* Activity
From the entries below, return only the lines starting at the one that contains "records.sort_by(|a, b| b.created_at.cmp(&a.created_at));" and ending at the one that contains "the number of checkpoints", exactly as they stand.

* Extracted records
* * * *

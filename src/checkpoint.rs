//! Checkpoint manager.
//!
//! Checkpoints are not side-files — they are ordinary blocks, written
//! through the same append-only path as everything else, tagged
//! `BlockKind::Checkpoint`. A copy-type checkpoint embeds enough of the
//! target block to reconstruct it from nothing; a reference-type
//! checkpoint just records that the target was intact as of a point in
//! time, cheaper to write but useless once the target itself is gone.
//! Pruning a checkpoint does not erase its bytes (this is an append-only
//! store) — it is recorded in a `BlockKind::Cleanup` block that later
//! history-reading code treats as a tombstone list.

use crate::block::{Block, BlockKind, PayloadEncoding};
use crate::cancel::CancelToken;
use crate::error::{BlockError, Result};
use crate::manager::BlockManager;
use serde::{Deserialize, Serialize};
use sha2::{Digest, Sha256};
use std::collections::HashSet;
use tracing::{debug, info};

/// Default number of checkpoints retained per target block before older
/// ones are pruned.
pub const DEFAULT_MAX_PER_TARGET: usize = 3;

const CHECKPOINT_ID_TAG: i64 = 1 << 62;
const CLEANUP_ID_TAG: i64 = 1 << 61;

fn sha256(data: &[u8]) -> [u8; 32] {
    let mut hasher = Sha256::new();
    hasher.update(data);
    hasher.finalize().into()
}

#[derive(Debug, Clone, Serialize, Deserialize)]
struct CheckpointPayload {
    target_block_id: i64,
    created_at: i64,
    target_kind: u8,
    target_flags: u8,
    target_payload_encoding: u8,
    target_timestamp: i64,
    target_hash: [u8; 32],
    /// `Some` for a copy-type checkpoint; `None` for a reference-type one.
    copied_payload: Option<Vec<u8>>,
}

#[derive(Debug, Clone, Serialize, Deserialize)]
struct CleanupPayload {
    created_at: i64,
    pruned_checkpoint_ids: Vec<i64>,
}

/// One entry in a target block's checkpoint history, as seen by callers.
#[derive(Debug, Clone, PartialEq, Eq)]
pub struct CheckpointRecord {
    pub checkpoint_block_id: i64,
    pub target_block_id: i64,
    pub created_at: i64,
    pub is_copy_type: bool,
}

/// Selects which indexed blocks a system checkpoint covers. All set
/// fields must match; a `None` field imposes no constraint.
#[derive(Debug, Clone, Default)]
pub struct CheckpointCriteria {
    pub included_kinds: Option<Vec<BlockKind>>,
    pub min_size: Option<usize>,
    /// Only blocks at most this old (relative to `now`, in the same
    /// units as `Block::timestamp`) are covered. Excludes blocks the
    /// caller considers too stale to be worth a fresh checkpoint.
    pub max_age: Option<i64>,
}

impl CheckpointCriteria {
    pub fn everything() -> Self {
        Self::default()
    }

    fn matches(&self, block: &Block, now: i64) -> bool {
        if let Some(kinds) = &self.included_kinds {
            if !kinds.contains(&block.kind) {
                return false;
            }
        }
        if let Some(min_size) = self.min_size {
            if block.payload.len() < min_size {
                return false;
            }
        }
        if let Some(max_age) = self.max_age {
            if now - block.timestamp > max_age {
                return false;
            }
        }
        true
    }
}

/// Wraps a [`BlockManager`] to add checkpoint creation, pruning, history
/// lookup, and checkpoint-backed recovery on top of it.
pub struct CheckpointManager<'a> {
    mgr: &'a BlockManager,
}

impl<'a> CheckpointManager<'a> {
    pub fn new(mgr: &'a BlockManager) -> Self {
        Self { mgr }
    }

    fn next_id(&self, tag: i64) -> i64 {
        let mut max_seq = 0i64;
        for &id in self.mgr.get_block_locations().keys() {
            if id & tag == tag {
                max_seq = max_seq.max(id & !tag);
            }
        }
        tag | (max_seq + 1)
    }

    /// Create a checkpoint for `target_block_id`. `copy` selects a
    /// copy-type checkpoint (embeds the payload, recoverable standalone)
    /// versus a reference-type one (just records intactness).
    pub fn create_checkpoint(
        &self,
        target_block_id: i64,
        copy: bool,
        now: i64,
        cancel: Option<&CancelToken>,
    ) -> Result<i64> {
        let target = self.mgr.read_block(target_block_id, cancel)?;
        let target_bytes = crate::block::encode(&target)?;
        let payload = CheckpointPayload {
            target_block_id,
            created_at: now,
            target_kind: target.kind.to_u8(),
            target_flags: target.flags,
            target_payload_encoding: target.payload_encoding.to_u8(),
            target_timestamp: target.timestamp,
            target_hash: sha256(&target_bytes),
            copied_payload: if copy { Some(target.payload.clone()) } else { None },
        };
        let serialized = serde_json::to_vec(&payload).map_err(|e| BlockError::Integrity(e.to_string()))?;
        let checkpoint_id = self.next_id(CHECKPOINT_ID_TAG);
        let block = Block::new(BlockKind::Checkpoint, 0, PayloadEncoding::Json, now, checkpoint_id, serialized);
        self.mgr.write_block(&block, cancel)?;
        debug!(target_block_id, checkpoint_id, copy, "created checkpoint");
        Ok(checkpoint_id)
    }

    /// Checkpoint every currently-indexed content block matching
    /// `criteria`. Skips the manager's own checkpoint and cleanup
    /// blocks — a system checkpoint never checkpoints itself.
    pub fn create_system_checkpoint(
        &self,
        copy: bool,
        now: i64,
        criteria: &CheckpointCriteria,
        cancel: Option<&CancelToken>,
    ) -> Result<Vec<i64>> {
        let mut created = Vec::new();
        for &block_id in self.mgr.get_block_locations().keys() {
            if block_id & CHECKPOINT_ID_TAG == CHECKPOINT_ID_TAG || block_id & CLEANUP_ID_TAG == CLEANUP_ID_TAG {
                continue;
            }
            crate::cancel::check(cancel)?;
            let block = self.mgr.read_block(block_id, cancel)?;
            if !criteria.matches(&block, now) {
                continue;
            }
            created.push(self.create_checkpoint(block_id, copy, now, cancel)?);
        }
        info!(count = created.len(), "created system checkpoint batch");
        Ok(created)
    }

    fn all_checkpoints(&self) -> Result<Vec<(i64, CheckpointPayload)>> {
        let mut out = Vec::new();
        for &block_id in self.mgr.get_block_locations().keys() {
            if block_id & CHECKPOINT_ID_TAG != CHECKPOINT_ID_TAG {
                continue;
            }
            let block = self.mgr.read_block(block_id, None)?;
            if block.kind != BlockKind::Checkpoint {
                continue;
            }
            let payload: CheckpointPayload =
                serde_json::from_slice(&block.payload).map_err(|e| BlockError::Integrity(e.to_string()))?;
            out.push((block_id, payload));
        }
        Ok(out)
    }

    fn pruned_ids(&self) -> Result<HashSet<i64>> {
        let mut pruned = HashSet::new();
        for &block_id in self.mgr.get_block_locations().keys() {
            if block_id & CLEANUP_ID_TAG != CLEANUP_ID_TAG {
                continue;
            }
            let block = self.mgr.read_block(block_id, None)?;
            if block.kind != BlockKind::Cleanup {
                continue;
            }
            let payload: CleanupPayload =
                serde_json::from_slice(&block.payload).map_err(|e| BlockError::Integrity(e.to_string()))?;
            pruned.extend(payload.pruned_checkpoint_ids);
        }
        Ok(pruned)
    }

    /// All non-pruned checkpoints for `target_block_id`, most recent first.
    pub fn get_checkpoint_history(&self, target_block_id: i64) -> Result<Vec<CheckpointRecord>> {
        let pruned = self.pruned_ids()?;
        let mut records: Vec<CheckpointRecord> = self
            .all_checkpoints()?
            .into_iter()
            .filter(|(id, p)| p.target_block_id == target_block_id && !pruned.contains(id))
            .map(|(id, p)| CheckpointRecord {
                checkpoint_block_id: id,
                target_block_id: p.target_block_id,
                created_at: p.created_at,
                is_copy_type: p.copied_payload.is_some(),
            })
            .collect();
        records.sort_by(|a, b| b.created_at.cmp(&a.created_at));
        Ok(records)
    }

    /// Prune checkpoint history down to `max_per_target` entries per
    /// target block, newest kept. Returns the number of checkpoints
    /// tombstoned. Writes nothing if there is nothing to prune.
    pub fn prune_old_checkpoints(
        &self,
        max_per_target: usize,
        now: i64,
        cancel: Option<&CancelToken>,
    ) -> Result<usize> {
        let pruned_already = self.pruned_ids()?;
        let all = self.all_checkpoints()?;

        let mut by_target: std::collections::HashMap<i64, Vec<(i64, i64)>> = std::collections::HashMap::new();
        for (id, p) in &all {
            if pruned_already.contains(id) {
                continue;
            }
            by_target.entry(p.target_block_id).or_default().push((*id, p.created_at));
        }

        let mut to_prune = Vec::new();
        for group in by_target.values_mut() {
            group.sort_by(|a, b| b.1.cmp(&a.1));
            for (id, _) in group.iter().skip(max_per_target) {
                to_prune.push(*id);
            }
        }

        if to_prune.is_empty() {
            return Ok(0);
        }
        crate::cancel::check(cancel)?;

        let payload = CleanupPayload { created_at: now, pruned_checkpoint_ids: to_prune.clone() };
        let serialized = serde_json::to_vec(&payload).map_err(|e| BlockError::Integrity(e.to_string()))?;
        let cleanup_id = self.next_id(CLEANUP_ID_TAG);
        let block = Block::new(BlockKind::Cleanup, 0, PayloadEncoding::Json, now, cleanup_id, serialized);
        self.mgr.write_block(&block, cancel)?;
        info!(pruned = to_prune.len(), "pruned old checkpoints");
        Ok(to_prune.len())
    }

    /// Reconstruct `target_block_id` purely from checkpoint history,
    /// ignoring whatever the live block manager currently holds for it.
    pub fn recover_block(&self, target_block_id: i64) -> Result<Block> {
        let history = self.get_checkpoint_history(target_block_id)?;
        for record in history {
            let block = self.mgr.read_block(record.checkpoint_block_id, None)?;
            let payload: CheckpointPayload =
                serde_json::from_slice(&block.payload).map_err(|e| BlockError::Integrity(e.to_string()))?;
            if let Some(copied) = payload.copied_payload {
                return Ok(Block {
                    version: crate::block::FORMAT_VERSION,
                    kind: BlockKind::from_u8(payload.target_kind),
                    flags: payload.target_flags,
                    payload_encoding: PayloadEncoding::from_u8(payload.target_payload_encoding),
                    timestamp: payload.target_timestamp,
                    block_id: target_block_id,
                    payload: copied,
                });
            }
        }
        Err(BlockError::NotFound(target_block_id))
    }

    /// Read `target_block_id` normally; on any failure (missing, torn,
    /// checksum mismatch), fall back to the most recent copy-type
    /// checkpoint that can stand in for it.
    pub fn read_block_with_recovery(&self, target_block_id: i64, cancel: Option<&CancelToken>) -> Result<Block> {
        match self.mgr.read_block(target_block_id, cancel) {
            Ok(block) => Ok(block),
            Err(live_err) => self.recover_block(target_block_id).map_err(|_| live_err),
        }
    }
}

* * * *

* Answer to this problem
        records.sort_by(|a, b| b.created_at.cmp(&a.created_at));
        Ok(records)
    }

    /// Prune checkpoint history down to `max_per_target` entries per
    /// target block, newest kept. Returns the number of checkpoints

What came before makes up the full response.